Vishnudevananda entered the Sivananda Ashram in Rishikesh in 1947 at the age of twenty.[1] He took sannyas (became a monk) in February 1949[1] and was appointed the first professor of hatha yoga at the Sivananda Yoga Vedanta Forest Academy. In this capacity, he trained scores of Indian and Western students. At the same time he continued his own practice, mastering advanced hatha yoga techniques.

He would tell the story at evening meditations of how one day in 1957 Sivananda placed a symbolic 10 rupees (about $0.15 USD) in Vishnudevananda's palm and instructed him to bring the ancient teachings of yoga (Vedanta) to the West. "People are waiting," Sivananda said.

Centers and ashrams

Vishnudevananda travelled throughout North America, teaching yoga and observing the western life style.

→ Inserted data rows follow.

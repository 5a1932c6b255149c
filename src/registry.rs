//! Field metadata registry and column selector
//!
//! A [`FieldRegistry`] is the per-entity configuration object: built once from
//! a [`SchemaReflector`], explicit overrides and the relationship pass, then
//! shared read-only with the query builder and the renderer.

use std::collections::HashMap;
use std::sync::Arc;

use serde::Serialize;
use tracing::info;

use crate::autoconfig::{auto_configure, bind_relationship};
use crate::catalog::SchemaReflector;
use crate::config::EngineConfig;
use crate::error::{AdminError, Result};
use crate::field::{
    CallbackRegistry, DisplayStrategy, EditStrategy, FieldOption, FieldSpec, FilterKind,
    RelationshipBinding, RelationshipRequest, RenderContext, SpecOrigin, Visibility,
};
use crate::query::{SortDirection, SortSpec};
use crate::schema::{ColumnRef, EntityType, RelationshipKind, humanize};
use crate::sql::condition::Predicate;
use crate::sql::sanitize::validate_identifier;
use crate::types::ColumnType;

/// UI metadata for one filterable field
#[derive(Debug, Clone, PartialEq, Serialize)]
pub struct FilterDescriptor {
    pub field: String,
    pub title: String,
    pub kind: FilterKind,
    /// Static choices (explicit options or enum values)
    pub options: Vec<FieldOption>,
    /// Parent relationship whose rows provide the choices
    #[serde(skip_serializing_if = "Option::is_none")]
    pub relationship: Option<String>,
}

/// Field configuration for one entity type
#[derive(Debug)]
pub struct FieldRegistry {
    entity: Arc<EntityType>,
    related: HashMap<String, Arc<EntityType>>,
    config: Arc<EngineConfig>,
    callbacks: CallbackRegistry,
    specs: HashMap<String, FieldSpec>,
    /// Non-column fields in the order they were first registered
    registration_order: Vec<String>,
    default_sort: SortSpec,
}

/// Register `entity` with explicit field overrides and the default engine configuration
pub fn register_entity<I, S>(
    reflector: &dyn SchemaReflector,
    entity: &str,
    overrides: I,
) -> Result<FieldRegistry>
where
    I: IntoIterator<Item = (S, FieldSpec)>,
    S: Into<String>,
{
    let mut builder = FieldRegistry::builder(entity);
    for (field, spec) in overrides {
        builder = builder.field(field, spec);
    }
    builder.build(reflector)
}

He founded the first Sivananda Yoga Vedanta Centre in Montreal, Quebec, Canada, in 1959.[2][3] Shortly thereafter, in 1961, he called into life the first yoga vacation in Val Morin, Quebec, (on 11th Avenue), which has since become a tradition in the Sivananda Yoga Vedanta Centres and Ashrams.[4]

In February 1962, Vishnudevananda saw the present site of the Yoga Camp in Val Morin, and intuitively chose to settle in the dense forest area near the Laurentian Mountains. The Sivananda Yoga Vedanta Centre was opened there on 19 September 1962 by Marcia Moore, an American trained by Vishnudevananda a few years earlier.[4] Since then, it has expanded to include several temples, a yoga hall, guest lodges and offices, a swimming pool and a sauna.

In 1967, Vishnudevananda founded the Sivananda Ashram Yoga Retreat on Paradise Island in the Bahamas.[5]

In August 1971, the Sivananda Ashram Yoga Farm was established in Grass Valley, California.[5]

In 1974, Vishnudevananda inaugurated a fourth ashram, in Woodbourne, New York, near the Catskill Mountains.

In February 1978, Vishnudevananda inaugurated the Sivananda Yoga Vedanta Dhawanthari Ashram in Neyyar Dam, near Thiruvananthapuram in the foothills of the Sahyadri Mountains in Kerala.[5]

A small Himalayan ashram, Sivananda Kutir, was established in Netala, just outside Uttar Kashi on the banks of the Ganges and was to become the site of Vishnudevananda’s jala-samadhi (sacred drowning).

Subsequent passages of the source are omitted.